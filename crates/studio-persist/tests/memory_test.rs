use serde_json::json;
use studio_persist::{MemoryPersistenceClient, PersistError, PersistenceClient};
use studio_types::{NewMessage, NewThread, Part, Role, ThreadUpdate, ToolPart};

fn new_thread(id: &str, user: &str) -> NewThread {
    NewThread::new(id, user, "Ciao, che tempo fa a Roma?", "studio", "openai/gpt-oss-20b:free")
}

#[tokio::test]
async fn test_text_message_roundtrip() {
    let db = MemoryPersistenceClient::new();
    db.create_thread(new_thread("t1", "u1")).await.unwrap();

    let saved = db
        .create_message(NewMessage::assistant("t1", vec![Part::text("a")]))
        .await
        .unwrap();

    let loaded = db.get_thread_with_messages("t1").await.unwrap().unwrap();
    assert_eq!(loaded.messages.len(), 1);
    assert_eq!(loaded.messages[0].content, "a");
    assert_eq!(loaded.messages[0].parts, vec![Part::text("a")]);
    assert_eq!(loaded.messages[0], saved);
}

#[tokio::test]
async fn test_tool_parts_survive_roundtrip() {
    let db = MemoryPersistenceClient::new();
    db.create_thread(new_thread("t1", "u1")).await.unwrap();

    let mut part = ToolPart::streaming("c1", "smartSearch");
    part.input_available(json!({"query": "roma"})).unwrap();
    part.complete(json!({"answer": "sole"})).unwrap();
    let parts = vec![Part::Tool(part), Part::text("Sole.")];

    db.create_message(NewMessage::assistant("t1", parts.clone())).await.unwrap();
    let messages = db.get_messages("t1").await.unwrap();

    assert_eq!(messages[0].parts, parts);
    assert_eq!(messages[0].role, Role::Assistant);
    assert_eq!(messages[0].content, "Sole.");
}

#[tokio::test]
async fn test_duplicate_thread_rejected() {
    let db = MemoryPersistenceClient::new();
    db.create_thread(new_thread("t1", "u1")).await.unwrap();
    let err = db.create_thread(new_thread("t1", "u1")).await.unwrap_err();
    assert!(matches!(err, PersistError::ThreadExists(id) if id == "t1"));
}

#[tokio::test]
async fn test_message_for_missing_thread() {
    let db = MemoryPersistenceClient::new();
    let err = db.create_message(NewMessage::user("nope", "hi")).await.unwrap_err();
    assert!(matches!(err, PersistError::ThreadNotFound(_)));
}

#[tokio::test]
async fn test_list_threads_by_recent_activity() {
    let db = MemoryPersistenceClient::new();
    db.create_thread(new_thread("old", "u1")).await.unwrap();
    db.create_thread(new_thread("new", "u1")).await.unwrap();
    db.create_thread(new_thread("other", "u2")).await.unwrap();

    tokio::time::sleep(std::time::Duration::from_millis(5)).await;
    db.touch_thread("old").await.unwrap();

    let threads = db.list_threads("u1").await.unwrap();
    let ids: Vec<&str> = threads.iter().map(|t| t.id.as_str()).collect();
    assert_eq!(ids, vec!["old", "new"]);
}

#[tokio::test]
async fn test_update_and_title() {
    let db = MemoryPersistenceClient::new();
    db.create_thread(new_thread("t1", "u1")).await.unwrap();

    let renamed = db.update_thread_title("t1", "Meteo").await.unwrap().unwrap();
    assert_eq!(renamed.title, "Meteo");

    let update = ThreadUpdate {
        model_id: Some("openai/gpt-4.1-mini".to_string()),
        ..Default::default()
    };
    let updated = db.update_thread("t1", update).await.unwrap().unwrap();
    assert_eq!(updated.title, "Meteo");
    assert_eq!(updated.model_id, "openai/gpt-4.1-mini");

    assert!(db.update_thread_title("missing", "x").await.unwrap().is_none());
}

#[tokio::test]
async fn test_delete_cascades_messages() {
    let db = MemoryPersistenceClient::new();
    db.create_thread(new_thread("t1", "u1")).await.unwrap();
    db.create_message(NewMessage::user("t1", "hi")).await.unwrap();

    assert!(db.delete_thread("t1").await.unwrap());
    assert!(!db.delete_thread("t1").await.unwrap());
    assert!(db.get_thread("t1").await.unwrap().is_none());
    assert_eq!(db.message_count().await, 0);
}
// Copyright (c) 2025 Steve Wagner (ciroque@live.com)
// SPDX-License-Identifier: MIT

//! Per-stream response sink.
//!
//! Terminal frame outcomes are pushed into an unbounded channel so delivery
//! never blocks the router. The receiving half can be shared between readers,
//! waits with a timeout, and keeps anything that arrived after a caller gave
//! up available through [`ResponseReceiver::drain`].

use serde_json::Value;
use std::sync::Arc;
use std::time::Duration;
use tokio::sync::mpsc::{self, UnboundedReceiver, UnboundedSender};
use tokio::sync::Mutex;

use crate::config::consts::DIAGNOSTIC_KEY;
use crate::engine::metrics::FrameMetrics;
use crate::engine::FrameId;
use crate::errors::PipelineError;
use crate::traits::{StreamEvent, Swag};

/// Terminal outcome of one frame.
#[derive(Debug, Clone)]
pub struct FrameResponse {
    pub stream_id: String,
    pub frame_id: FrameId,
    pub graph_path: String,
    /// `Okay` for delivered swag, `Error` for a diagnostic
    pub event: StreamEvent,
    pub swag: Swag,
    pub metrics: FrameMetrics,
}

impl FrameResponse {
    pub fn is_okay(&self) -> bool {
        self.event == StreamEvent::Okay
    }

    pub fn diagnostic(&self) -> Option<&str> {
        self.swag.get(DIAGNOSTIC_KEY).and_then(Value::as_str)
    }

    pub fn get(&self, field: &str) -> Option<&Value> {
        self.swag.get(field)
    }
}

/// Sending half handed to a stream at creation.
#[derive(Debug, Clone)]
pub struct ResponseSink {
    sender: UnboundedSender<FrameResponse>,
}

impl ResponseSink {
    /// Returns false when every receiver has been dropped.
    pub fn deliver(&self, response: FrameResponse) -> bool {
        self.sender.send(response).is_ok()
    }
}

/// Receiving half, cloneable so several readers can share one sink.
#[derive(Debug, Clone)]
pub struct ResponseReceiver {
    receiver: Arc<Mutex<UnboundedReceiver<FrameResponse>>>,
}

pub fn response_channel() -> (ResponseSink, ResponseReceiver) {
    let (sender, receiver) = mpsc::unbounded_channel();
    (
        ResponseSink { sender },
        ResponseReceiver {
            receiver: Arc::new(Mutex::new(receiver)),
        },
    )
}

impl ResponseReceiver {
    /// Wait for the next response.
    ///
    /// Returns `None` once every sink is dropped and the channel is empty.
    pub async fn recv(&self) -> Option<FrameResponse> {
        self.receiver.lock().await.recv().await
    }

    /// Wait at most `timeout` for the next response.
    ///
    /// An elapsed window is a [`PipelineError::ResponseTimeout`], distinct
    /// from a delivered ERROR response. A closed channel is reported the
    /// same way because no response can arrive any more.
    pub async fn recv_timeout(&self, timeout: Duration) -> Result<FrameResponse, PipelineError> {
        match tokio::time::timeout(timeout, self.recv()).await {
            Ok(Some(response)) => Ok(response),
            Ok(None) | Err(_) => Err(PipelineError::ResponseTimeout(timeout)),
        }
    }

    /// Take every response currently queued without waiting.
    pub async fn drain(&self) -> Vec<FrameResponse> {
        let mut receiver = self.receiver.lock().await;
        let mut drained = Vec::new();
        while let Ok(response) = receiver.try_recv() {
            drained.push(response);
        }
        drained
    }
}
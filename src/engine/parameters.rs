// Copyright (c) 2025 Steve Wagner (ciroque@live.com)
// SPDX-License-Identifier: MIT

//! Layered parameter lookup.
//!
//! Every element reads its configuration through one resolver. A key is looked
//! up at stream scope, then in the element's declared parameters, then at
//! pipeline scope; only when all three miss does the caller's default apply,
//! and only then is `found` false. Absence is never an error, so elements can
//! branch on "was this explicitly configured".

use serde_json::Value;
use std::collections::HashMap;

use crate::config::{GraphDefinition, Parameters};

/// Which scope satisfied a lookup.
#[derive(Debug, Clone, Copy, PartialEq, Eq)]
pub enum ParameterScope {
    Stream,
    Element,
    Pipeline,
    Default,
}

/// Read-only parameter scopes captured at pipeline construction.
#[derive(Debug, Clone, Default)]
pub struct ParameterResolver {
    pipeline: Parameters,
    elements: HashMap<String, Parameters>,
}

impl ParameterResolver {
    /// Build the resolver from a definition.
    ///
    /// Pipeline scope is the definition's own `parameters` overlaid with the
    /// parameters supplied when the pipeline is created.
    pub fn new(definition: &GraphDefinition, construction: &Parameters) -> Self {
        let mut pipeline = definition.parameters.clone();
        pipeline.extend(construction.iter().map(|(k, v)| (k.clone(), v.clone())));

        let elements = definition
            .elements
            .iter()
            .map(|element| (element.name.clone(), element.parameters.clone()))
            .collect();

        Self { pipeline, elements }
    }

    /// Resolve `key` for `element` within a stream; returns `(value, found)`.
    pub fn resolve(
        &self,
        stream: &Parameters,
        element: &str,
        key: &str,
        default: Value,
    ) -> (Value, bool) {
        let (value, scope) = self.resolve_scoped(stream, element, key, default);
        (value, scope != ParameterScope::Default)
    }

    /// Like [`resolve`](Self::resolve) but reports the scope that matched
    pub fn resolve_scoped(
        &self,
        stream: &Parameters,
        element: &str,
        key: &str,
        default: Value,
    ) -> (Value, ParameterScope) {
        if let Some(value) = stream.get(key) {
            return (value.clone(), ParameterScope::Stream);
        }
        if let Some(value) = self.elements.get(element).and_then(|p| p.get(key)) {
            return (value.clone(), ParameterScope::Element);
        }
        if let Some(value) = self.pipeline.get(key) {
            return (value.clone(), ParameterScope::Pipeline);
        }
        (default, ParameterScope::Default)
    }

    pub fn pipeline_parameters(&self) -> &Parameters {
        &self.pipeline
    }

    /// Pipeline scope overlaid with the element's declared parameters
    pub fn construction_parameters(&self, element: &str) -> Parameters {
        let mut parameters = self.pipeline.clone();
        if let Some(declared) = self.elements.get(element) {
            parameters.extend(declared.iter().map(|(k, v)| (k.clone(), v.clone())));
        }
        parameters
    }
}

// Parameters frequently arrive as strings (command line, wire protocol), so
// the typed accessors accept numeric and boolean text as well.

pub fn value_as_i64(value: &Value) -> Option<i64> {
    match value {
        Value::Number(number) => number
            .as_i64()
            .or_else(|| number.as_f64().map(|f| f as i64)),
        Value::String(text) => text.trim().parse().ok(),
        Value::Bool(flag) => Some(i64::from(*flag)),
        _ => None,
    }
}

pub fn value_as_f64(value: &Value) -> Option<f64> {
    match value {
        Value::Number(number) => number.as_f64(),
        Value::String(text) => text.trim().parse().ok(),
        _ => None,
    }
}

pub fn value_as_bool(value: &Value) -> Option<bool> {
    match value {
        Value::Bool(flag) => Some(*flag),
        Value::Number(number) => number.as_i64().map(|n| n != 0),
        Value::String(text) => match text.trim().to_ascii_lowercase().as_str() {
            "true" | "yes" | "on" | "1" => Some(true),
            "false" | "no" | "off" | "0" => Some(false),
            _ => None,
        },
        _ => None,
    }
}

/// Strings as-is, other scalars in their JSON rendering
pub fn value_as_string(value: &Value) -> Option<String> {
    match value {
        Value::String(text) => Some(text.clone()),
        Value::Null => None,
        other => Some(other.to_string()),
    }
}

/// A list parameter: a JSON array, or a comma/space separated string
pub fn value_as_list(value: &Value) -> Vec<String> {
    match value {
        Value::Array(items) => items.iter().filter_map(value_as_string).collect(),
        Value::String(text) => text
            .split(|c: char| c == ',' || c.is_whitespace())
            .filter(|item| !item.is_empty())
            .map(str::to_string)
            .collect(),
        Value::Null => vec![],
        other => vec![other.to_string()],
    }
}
#####
Return all lines from the data above with "Mutex" in them.

Response box:
use tokio::sync::Mutex;
    receiver: Arc<Mutex<UnboundedReceiver<FrameResponse>>>,
            receiver: Arc::new(Mutex::new(receiver)),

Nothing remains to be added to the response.